Menurut Agus, program MBG dapat tetap berjalan sebagai langkah awal, tetapi idealnya hanya diterapkan dalam satu tahun pertama. Selanjutnya, anggaran yang besar tersebut dapat dialihkan untuk membiayai pendidikan gratis bagi siswa SD, SMP, dan SMA, baik di sekolah negeri maupun swasta.
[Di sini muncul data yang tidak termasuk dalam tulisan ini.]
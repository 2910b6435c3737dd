//! Top-model selection over a ranked catalog listing.

use std::sync::Arc;

use thiserror::Error;
use tracing::{debug, info, warn};

use super::evaluator::{CompatibilityEvaluator, Evaluation, RejectReason};
use crate::domain::{CatalogDescriptor, CatalogListing, RawModelInfo};
use crate::ports::{CatalogError, CatalogQuery, ModelCatalogPort};
use crate::settings::{DEFAULT_LIBRARY, SelectionParams, SettingsError};

/// Candidates requested per descriptor wanted, since most candidates fail
/// the compatibility checks.
pub const OVERFETCH_MULTIPLIER: u32 = 10;

/// Top-level selection failure. Per-candidate failures never surface here.
#[derive(Debug, Error)]
pub enum SelectionError {
    #[error("Invalid selection parameters: {0}")]
    InvalidParameters(#[from] SettingsError),

    #[error("Failed to list candidate models: {0}")]
    Catalog(#[from] CatalogError),
}

/// A candidate that was checked and skipped.
#[derive(Debug, Clone, PartialEq)]
pub struct Rejection {
    pub model_id: String,
    pub reason: RejectReason,
}

/// Result of one selection run.
#[derive(Debug, Clone, Default)]
pub struct SelectionOutcome {
    /// Accepted descriptors in catalog rank order.
    pub selected: Vec<CatalogDescriptor>,
    /// Skipped candidates in the order they were checked.
    pub rejected: Vec<Rejection>,
    /// Number of candidates evaluated.
    pub checked: usize,
    /// The limit that was requested.
    pub requested: u32,
}

impl SelectionOutcome {
    /// Whether the run stopped because the listing ran out before `requested`
    /// descriptors were accepted.
    pub fn is_short(&self) -> bool {
        self.selected.len() < self.requested as usize
    }
}

/// Selects the top packaging-compatible models from a catalog.
pub struct TopModelSelector {
    catalog: Arc<dyn ModelCatalogPort>,
    evaluator: CompatibilityEvaluator,
}

impl TopModelSelector {
    /// Create a selector over the given catalog.
    pub fn new(catalog: Arc<dyn ModelCatalogPort>, evaluator: CompatibilityEvaluator) -> Self {
        Self { catalog, evaluator }
    }

    /// Build the single ranked listing request for a run.
    pub fn listing_query(params: &SelectionParams) -> CatalogQuery {
        CatalogQuery::new(
            params.sort,
            params.limit.saturating_mul(OVERFETCH_MULTIPLIER),
        )
        .with_task(params.task.as_str())
        .with_library(DEFAULT_LIBRARY)
    }

    /// Select up to `params.limit` descriptors in catalog rank order.
    ///
    /// Parameters are validated before the catalog is touched. A failing
    /// listing request fails the run; a failing per-model lookup only
    /// rejects that candidate.
    pub async fn select_top(
        &self,
        params: &SelectionParams,
    ) -> Result<SelectionOutcome, SelectionError> {
        params.validate()?;

        let query = Self::listing_query(params);
        info!(
            sort = %query.sort,
            task = ?query.task,
            candidates = query.limit,
            "Fetching candidate models"
        );

        let listings = self.catalog.list_models(&query).await?;
        let total = listings.len();
        let limit = params.limit as usize;
        debug!(total, "Received candidate listing");

        let mut outcome = SelectionOutcome {
            requested: params.limit,
            ..SelectionOutcome::default()
        };

        for (index, listing) in listings.into_iter().enumerate() {
            if outcome.selected.len() >= limit {
                break;
            }

            info!("Checking {}/{}: {}", index + 1, total, listing.id);
            outcome.checked += 1;

            let evaluation = match self.catalog.model_info(&listing.id).await {
                Ok(model_info) => self.evaluator.evaluate(
                    &with_listing_fallbacks(model_info, &listing),
                    params.max_size_gb,
                ),
                Err(e) => Evaluation::Rejected(RejectReason::MetadataUnavailable {
                    message: e.to_string(),
                }),
            };

            match evaluation {
                Evaluation::Accepted(descriptor) => {
                    outcome.selected.push(descriptor);
                    info!(
                        "Added {} ({}/{})",
                        listing.id,
                        outcome.selected.len(),
                        limit
                    );
                }
                Evaluation::Rejected(reason) => {
                    info!(
                        model_id = %listing.id,
                        reason = reason.code(),
                        "Skipping {}: {}",
                        listing.id,
                        reason
                    );
                    outcome.rejected.push(Rejection {
                        model_id: listing.id,
                        reason,
                    });
                }
            }
        }

        if outcome.is_short() {
            warn!(
                selected = outcome.selected.len(),
                requested = limit,
                checked = outcome.checked,
                "Candidate listing exhausted before reaching the limit"
            );
        }

        info!(
            "Selected {} models ({} rejected)",
            outcome.selected.len(),
            outcome.rejected.len()
        );

        Ok(outcome)
    }
}

/// Fill identity and popularity from the listing where the lookup lacks them.
fn with_listing_fallbacks(mut info: RawModelInfo, listing: &CatalogListing) -> RawModelInfo {
    if info.id.is_empty() {
        info.id.clone_from(&listing.id);
    }
    info.downloads = info.downloads.or(listing.downloads);
    info.likes = info.likes.or(listing.likes);
    info
}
Anggaran Fantastis dan Tantangan Keuangan Negara
Pemerintah telah mengalokasikan Rp71 triliun untuk program MBG pada tahun 2025, dengan target 19,47 juta penerima manfaat, termasuk siswa sekolah dasar, anak-anak, ibu hamil, dan ibu menyusui. Setiap porsi makanan awalnya direncanakan senilai Rp15.000, namun kemudian disesuaikan menjadi Rp10.000 per porsi.
Tak hanya itu, pemerintah juga berencana menambah anggaran sebesar Rp100 triliun, sehingga total anggaran program ini akan mencapai Rp171 triliun. Dengan penambahan ini, cakupan penerima manfaat ditargetkan meningkat menjadi 40 juta orang pada pertengahan 2025 dan mencapai 83 juta penerima manfaat pada akhir tahun tersebut.
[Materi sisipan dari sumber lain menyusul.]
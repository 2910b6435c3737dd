//! URL construction helpers for the `HuggingFace` API.
//!
//! Pure functions, so every request the client sends can be checked in
//! tests without a network.

use crate::models::{HfConfig, HfListQuery, HfRepoRef};
use url::Url;

/// Largest page the models listing serves in one response.
pub const MAX_LIST_LIMIT: u32 = 1000;

/// Build a ranked listing URL. Results are always sorted descending.
pub fn build_list_url(config: &HfConfig, query: &HfListQuery) -> Url {
    let mut url = config.base_url.clone();

    let mut params = Vec::with_capacity(5);
    if let Some(ref tag) = query.pipeline_tag {
        params.push(format!("pipeline_tag={}", urlencoding::encode(tag)));
    }
    if let Some(ref library) = query.library {
        params.push(format!("library={}", urlencoding::encode(library)));
    }
    params.push(format!("sort={}", query.sort_by.as_api_param()));
    params.push("direction=-1".to_string());
    params.push(format!("limit={}", query.limit.clamp(1, MAX_LIST_LIMIT)));

    url.set_query(Some(&params.join("&")));
    url
}

/// Build a model info URL that includes per-file sizes.
pub fn build_model_info_url(config: &HfConfig, repo: &HfRepoRef) -> Url {
    let mut url = config.base_url.clone();

    let base_path = url.path().trim_end_matches('/');
    url.set_path(&format!("{base_path}/{}", repo.id()));
    url.set_query(Some("blobs=true"));

    url
}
Namun, besarnya anggaran yang dialokasikan menimbulkan pertanyaan: apakah akan lebih bijak jika dana ini digunakan untuk membangun sistem pendidikan gratis yang lebih kuat?
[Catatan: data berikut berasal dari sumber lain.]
//! Descriptor schema checks over raw JSON.
//!
//! The validator reads descriptors back from JSON rather than trusting the
//! typed form, so it also catches artifacts written by older runs or edited
//! by hand.

use std::fmt;

use serde_json::{Map, Value};
use thiserror::Error;

use crate::domain::UNKNOWN;

/// Fields every descriptor must carry, checked in this order.
pub const REQUIRED_FIELDS: [&str; 5] = ["id", "family", "arch", "format", "param_size"];

/// Fields where `"unknown"` means the packaging step needs manual input.
const SOFT_FIELDS: [&str; 2] = ["family", "param_size"];

/// Placeholder used when a descriptor has no readable `id`.
const MISSING_ID: &str = "<no id>";

/// Hard schema failure; fails the whole batch.
#[derive(Debug, Clone, PartialEq, Eq, Error)]
pub enum SchemaViolation {
    #[error("Expected a JSON array of descriptors, got {found}")]
    NotAnArray { found: &'static str },

    #[error("Descriptor {index} is not a JSON object")]
    NotAnObject { index: usize },

    #[error("Descriptor {index} ({model_id}) is missing required field '{field}'")]
    MissingField {
        index: usize,
        model_id: String,
        field: &'static str,
    },
}

/// Soft finding that does not fail validation.
#[derive(Debug, Clone, PartialEq, Eq)]
pub enum SchemaWarning {
    /// `family` or `param_size` is `"unknown"`.
    UnknownField {
        model_id: String,
        field: &'static str,
    },
    /// `size_gb` is missing, null or zero.
    SizeUnavailable { model_id: String },
}

impl fmt::Display for SchemaWarning {
    fn fmt(&self, f: &mut fmt::Formatter<'_>) -> fmt::Result {
        match self {
            Self::UnknownField { model_id, field } => {
                write!(f, "{model_id}: {field} is unknown (may need manual specification)")
            }
            Self::SizeUnavailable { model_id } => write!(f, "{model_id}: size_gb not available"),
        }
    }
}

/// One checked field with its display value.
#[derive(Debug, Clone, PartialEq, Eq)]
pub struct FieldCheck {
    pub field: &'static str,
    pub value: String,
    /// The value is present but needs attention.
    pub warning: bool,
}

/// Per-descriptor check results.
#[derive(Debug, Clone, PartialEq)]
pub struct ModelCheck {
    pub index: usize,
    pub model_id: String,
    pub fields: Vec<FieldCheck>,
    /// `size_gb` when it is a positive number.
    pub size_gb: Option<f64>,
}

impl ModelCheck {
    /// Display value of a checked field.
    pub fn value(&self, field: &str) -> Option<&str> {
        self.fields
            .iter()
            .find(|check| check.field == field)
            .map(|check| check.value.as_str())
    }
}

/// Result of a passing schema check.
#[derive(Debug, Clone, Default, PartialEq)]
pub struct SchemaReport {
    pub models: Vec<ModelCheck>,
    pub warnings: Vec<SchemaWarning>,
}

const fn json_kind(value: &Value) -> &'static str {
    match value {
        Value::Null => "null",
        Value::Bool(_) => "a boolean",
        Value::Number(_) => "a number",
        Value::String(_) => "a string",
        Value::Array(_) => "an array",
        Value::Object(_) => "an object",
    }
}

fn display_value(value: &Value) -> String {
    match value {
        Value::String(s) => s.clone(),
        other => other.to_string(),
    }
}

fn check_model(index: usize, object: &Map<String, Value>) -> Result<ModelCheck, SchemaViolation> {
    let model_id = object
        .get("id")
        .and_then(Value::as_str)
        .unwrap_or(MISSING_ID)
        .to_string();

    let mut fields = Vec::with_capacity(REQUIRED_FIELDS.len());
    for field in REQUIRED_FIELDS {
        let Some(value) = object.get(field) else {
            return Err(SchemaViolation::MissingField {
                index,
                model_id,
                field,
            });
        };
        let value = display_value(value);
        let warning = SOFT_FIELDS.contains(&field) && value == UNKNOWN;
        fields.push(FieldCheck {
            field,
            value,
            warning,
        });
    }

    let size_gb = object
        .get("size_gb")
        .and_then(Value::as_f64)
        .filter(|size| *size > 0.0);

    Ok(ModelCheck {
        index,
        model_id,
        fields,
        size_gb,
    })
}

/// Check a descriptor document.
///
/// The first descriptor missing a required field fails the whole batch,
/// even when every other descriptor is valid. Presence is what counts: a
/// field holding `null` is present.
pub fn check_schema(document: &Value) -> Result<SchemaReport, SchemaViolation> {
    let Some(items) = document.as_array() else {
        return Err(SchemaViolation::NotAnArray {
            found: json_kind(document),
        });
    };

    let mut report = SchemaReport::default();
    for (index, item) in items.iter().enumerate() {
        let Some(object) = item.as_object() else {
            return Err(SchemaViolation::NotAnObject { index });
        };

        let check = check_model(index, object)?;

        report.warnings.extend(
            check
                .fields
                .iter()
                .filter(|f| f.warning)
                .map(|f| SchemaWarning::UnknownField {
                    model_id: check.model_id.clone(),
                    field: f.field,
                }),
        );
        if check.size_gb.is_none() {
            report.warnings.push(SchemaWarning::SizeUnavailable {
                model_id: check.model_id.clone(),
            });
        }

        report.models.push(check);
    }

    Ok(report)
}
Dalam Undang-Undang Nomor 20 Tahun 2003 tentang Sistem Pendidikan Nasional, Pasal 5 Ayat (1) menyebutkan bahwa “Setiap warga negara mempunyai hak yang sama untuk memperoleh pendidikan yang bermutu.” Selain itu, dalam Pasal 34 Ayat (2), ditegaskan bahwa “Pemerintah dan pemerintah daerah menjamin terselenggaranya wajib belajar minimal pada jenjang pendidikan dasar tanpa memungut biaya.”
Agus menilai bahwa jika program pendidikan gratis hingga tingkat SMA atau bahkan perguruan tinggi dapat diwujudkan, maka dampaknya akan jauh lebih besar dibandingkan dengan program makan gratis yang hanya bersifat sementara.
Evaluasi Keberlanjutan Program
Meskipun program MBG memiliki tujuan baik, ada pertanyaan mendasar: apakah penggunaan anggaran sebesar itu lebih efektif bila dialihkan ke sektor pendidikan? Pasalnya, pendidikan yang berkualitas akan menciptakan Sumber Daya Manusia (SDM) unggul, yang pada akhirnya dapat mengentaskan kemiskinan dan pengangguran.
Agus Chepy memberikan refleksi sejarah, mengapa Indonesia pernah terjajah selama 350 tahun oleh Belanda.
> “Karena masyarakat kita dulu minim pendidikan. Hanya golongan tertentu yang bisa mengenyam sekolah, sehingga rakyat mudah dibodohi, didoktrin, dan ditipu. Sayangnya, kondisi serupa masih terjadi di masa kini. Banyak masyarakat yang kesulitan mendapatkan pendidikan layak, sehingga pengangguran dan kemiskinan terus menjadi masalah utama.”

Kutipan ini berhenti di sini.